WHAT THE TASK ASKS:
Exact copies of all the records are to be printed.

Saved entries
--

//! # Botboard
//!
//! Presentation layer for a conversational analytics bot: a server-rendered
//! statistics dashboard and an embeddable chat assistant, both talking to the
//! bot's backend HTTP API.
//!
//! ## Features
//!
//! - **Dashboard**: metric cards and an activity timeline for 7 days, 30 days or 3 months
//! - **Chat assistant**: normal and admin modes, admin answers may carry the SQL they ran
//! - **Session identity**: a persisted per-client identifier that keys chat history
//! - **Localised formatting**: en-US number grouping, Russian chart date labels
//!
//! ## Modules
//!
//! - [`client`]: Stats and chat API clients
//! - [`session`]: Session identifier persistence
//! - [`format`]: Number, percent and date formatting
//! - [`chat`]: Chat widget state machine
//! - [`dashboard`]: Metric cards, timeline and page composition
//! - [`web`]: Axum service serving the dashboard
//!
//! ## Quick Start
//!
//! ```rust,no_run
//! use botboard::client::{Period, StatsClient};
//! use botboard::config::{Config, ExecutionContext};
//! use botboard::dashboard::DashboardPage;
//!
//! #[tokio::main]
//! async fn main() -> Result<(), Box<dyn std::error::Error>> {
//!     let config = Config::from_env();
//!     let stats = StatsClient::from_config(&config.api, ExecutionContext::Client)?;
//!
//!     let page = DashboardPage::load(&stats, Period::ThirtyDays).await;
//!     println!("{}", page.render_text());
//!
//!     Ok(())
//! }
//! ```

pub mod chat;
pub mod client;
pub mod config;
pub mod dashboard;
pub mod format;
pub mod session;
pub mod web;

// Re-export top-level types for convenience
pub use client::{
    ChatClient, ChatMode, ChatRequest, ChatResponse, ClientError, ClientResult, HistoryMessage,
    MetricCard, MetricsData, Period, Role, StatsClient, StatsResponse, TimelinePoint, Trend,
};

pub use session::{FileStore, KeyValueStore, MemoryStore, SessionError, SessionIdentity};

pub use format::{format_change, format_chart_date, format_number, format_percent};

pub use chat::{ChatBackend, ChatWidget, Message, SendOutcome, WidgetState};

pub use dashboard::{DashboardPage, MetricCardView, TimelineView};

pub use config::{Config, ConfigError, ExecutionContext};
//! Application State
//!
//! Shared state accessible by all route handlers.
//! Wrapped in Arc for thread-safe sharing across async tasks.

use std::collections::HashMap;
use std::sync::Arc;
use std::time::Instant;
use tokio::sync::{Mutex, RwLock};

use crate::chat::ChatWidget;
use crate::client::{ChatClient, ChatMode, StatsClient};

/// A chat widget shared by the requests of one browser session
pub type SharedWidget = Arc<Mutex<ChatWidget<ChatClient>>>;

/// Chat widgets keyed by session id
#[derive(Debug)]
pub struct ChatSessions {
    client: ChatClient,
    // TODO: evict widgets of sessions idle for longer than the cookie lifetime
    widgets: RwLock<HashMap<String, SharedWidget>>,
}

impl ChatSessions {
    pub fn new(client: ChatClient) -> Self {
        Self {
            client,
            widgets: RwLock::new(HashMap::new()),
        }
    }

    /// Widget for `session_id`, created in normal mode on first use
    pub async fn widget(&self, session_id: &str) -> SharedWidget {
        if let Some(widget) = self.widgets.read().await.get(session_id) {
            return Arc::clone(widget);
        }

        let mut widgets = self.widgets.write().await;
        let widget = widgets.entry(session_id.to_string()).or_insert_with(|| {
            tracing::debug!(session_id = %session_id, "Opening chat widget");
            Arc::new(Mutex::new(ChatWidget::new(
                self.client.clone(),
                session_id,
                ChatMode::default(),
            )))
        });
        Arc::clone(widget)
    }

    pub async fn len(&self) -> usize {
        self.widgets.read().await.len()
    }
}

/// Shared application state for all handlers
#[derive(Debug)]
pub struct AppState {
    /// Stats client bound to the server-side API address
    pub stats: StatsClient,
    /// Chat widgets relayed through the server-side API address
    pub chats: ChatSessions,
    /// Server start time for uptime tracking
    pub start_time: Instant,
}

impl AppState {
    pub fn new(stats: StatsClient, chat: ChatClient) -> Self {
        Self {
            stats,
            chats: ChatSessions::new(chat),
            start_time: Instant::now(),
        }
    }

    /// Get server uptime in seconds
    pub fn uptime_seconds(&self) -> u64 {
        self.start_time.elapsed().as_secs()
    }
}
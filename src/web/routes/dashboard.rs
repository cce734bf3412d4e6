//! Dashboard Route
//!
//! - GET /?period={7d|30d|3m} - Server-rendered dashboard page

use axum::{
    extract::{Query, State},
    http::header,
    response::IntoResponse,
};
use serde::Deserialize;
use std::sync::Arc;

use crate::dashboard::{resolve_period, DashboardPage};
use crate::web::state::AppState;

/// Query parameters of the dashboard page
#[derive(Debug, Default, Deserialize)]
pub struct DashboardQuery {
    pub period: Option<String>,
}

/// GET /
///
/// Fetches stats for the requested period and renders the page. A backend
/// failure still answers 200 with the error panel.
pub async fn dashboard_page(
    State(state): State<Arc<AppState>>,
    Query(query): Query<DashboardQuery>,
) -> impl IntoResponse {
    let period = resolve_period(query.period.as_deref());
    let page = DashboardPage::load(&state.stats, period).await;

    (
        [(header::CACHE_CONTROL, "no-store")],
        page.render_html(),
    )
}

--

ANSWER FOR THIS EXERCISE:
//! # Botboard
//!
//! Presentation layer for a conversational analytics bot: a server-rendered
//! statistics dashboard and an embeddable chat assistant, both talking to the
//! bot's backend HTTP API.
//!
//! ## Features
//!
//! - **Dashboard**: metric cards and an activity timeline for 7 days, 30 days or 3 months
//! - **Chat assistant**: normal and admin modes, admin answers may carry the SQL they ran
//! - **Session identity**: a persisted per-client identifier that keys chat history
//! - **Localised formatting**: en-US number grouping, Russian chart date labels
//!
//! ## Modules
//!
//! - [`client`]: Stats and chat API clients
//! - [`session`]: Session identifier persistence
//! - [`format`]: Number, percent and date formatting
//! - [`chat`]: Chat widget state machine
//! - [`dashboard`]: Metric cards, timeline and page composition
//! - [`web`]: Axum service serving the dashboard
//!
//! ## Quick Start
//!
//! ```rust,no_run
//! use botboard::client::{Period, StatsClient};
//! use botboard::config::{Config, ExecutionContext};
//! use botboard::dashboard::DashboardPage;
//!
//! #[tokio::main]
//! async fn main() -> Result<(), Box<dyn std::error::Error>> {
//!     let config = Config::from_env();
//!     let stats = StatsClient::from_config(&config.api, ExecutionContext::Client)?;
//!
//!     let page = DashboardPage::load(&stats, Period::ThirtyDays).await;
//!     println!("{}", page.render_text());
//!
//!     Ok(())
//! }
//! ```

pub mod chat;
pub mod client;
pub mod config;
pub mod dashboard;
pub mod format;
pub mod session;
pub mod web;

// Re-export top-level types for convenience
pub use client::{
    ChatClient, ChatMode, ChatRequest, ChatResponse, ClientError, ClientResult, HistoryMessage,
    MetricCard, MetricsData, Period, Role, StatsClient, StatsResponse, TimelinePoint, Trend,
};

pub use session::{FileStore, KeyValueStore, MemoryStore, SessionError, SessionIdentity};

pub use format::{format_change, format_chart_date, format_number, format_percent};

pub use chat::{ChatBackend, ChatWidget, Message, SendOutcome, WidgetState};

pub use dashboard::{DashboardPage, MetricCardView, TimelineView};

pub use config::{Config, ConfigError, ExecutionContext};
//! Application State
//!
//! Shared state accessible by all route handlers.
//! Wrapped in Arc for thread-safe sharing across async tasks.

use std::collections::HashMap;
use std::sync::Arc;
use std::time::Instant;
use tokio::sync::{Mutex, RwLock};

use crate::chat::ChatWidget;
use crate::client::{ChatClient, ChatMode, StatsClient};

/// A chat widget shared by the requests of one browser session
pub type SharedWidget = Arc<Mutex<ChatWidget<ChatClient>>>;

/// Chat widgets keyed by session id
#[derive(Debug)]
pub struct ChatSessions {
    client: ChatClient,
    // TODO: evict widgets of sessions idle for longer than the cookie lifetime
    widgets: RwLock<HashMap<String, SharedWidget>>,
}

impl ChatSessions {
    pub fn new(client: ChatClient) -> Self {
        Self {
            client,
            widgets: RwLock::new(HashMap::new()),
        }
    }

    /// Widget for `session_id`, created in normal mode on first use
    pub async fn widget(&self, session_id: &str) -> SharedWidget {
        if let Some(widget) = self.widgets.read().await.get(session_id) {
            return Arc::clone(widget);
        }

        let mut widgets = self.widgets.write().await;
        let widget = widgets.entry(session_id.to_string()).or_insert_with(|| {
            tracing::debug!(session_id = %session_id, "Opening chat widget");
            Arc::new(Mutex::new(ChatWidget::new(
                self.client.clone(),
                session_id,
                ChatMode::default(),
            )))
        });
        Arc::clone(widget)
    }

    pub async fn len(&self) -> usize {
        self.widgets.read().await.len()
    }
}

/// Shared application state for all handlers
#[derive(Debug)]
pub struct AppState {
    /// Stats client bound to the server-side API address
    pub stats: StatsClient,
    /// Chat widgets relayed through the server-side API address
    pub chats: ChatSessions,
    /// Server start time for uptime tracking
    pub start_time: Instant,
}

impl AppState {
    pub fn new(stats: StatsClient, chat: ChatClient) -> Self {
        Self {
            stats,
            chats: ChatSessions::new(chat),
            start_time: Instant::now(),
        }
    }

    /// Get server uptime in seconds
    pub fn uptime_seconds(&self) -> u64 {
        self.start_time.elapsed().as_secs()
    }
}
filename src/web/routes/dashboard.rs
repository cce734bf3412d4e6
//! Dashboard Route
//!
//! - GET /?period={7d|30d|3m} - Server-rendered dashboard page

use axum::{
    extract::{Query, State},
    http::header,
    response::IntoResponse,
};
use serde::Deserialize;
use std::sync::Arc;

use crate::dashboard::{resolve_period, DashboardPage};
use crate::web::state::AppState;

/// Query parameters of the dashboard page
#[derive(Debug, Default, Deserialize)]
pub struct DashboardQuery {
    pub period: Option<String>,
}

/// GET /
///
/// Fetches stats for the requested period and renders the page. A backend
/// failure still answers 200 with the error panel.
pub async fn dashboard_page(
    State(state): State<Arc<AppState>>,
    Query(query): Query<DashboardQuery>,
) -> impl IntoResponse {
    let period = resolve_period(query.period.as_deref());
    let page = DashboardPage::load(&state.stats, period).await;

    (
        [(header::CACHE_CONTROL, "no-store")],
        page.render_html(),
    )
}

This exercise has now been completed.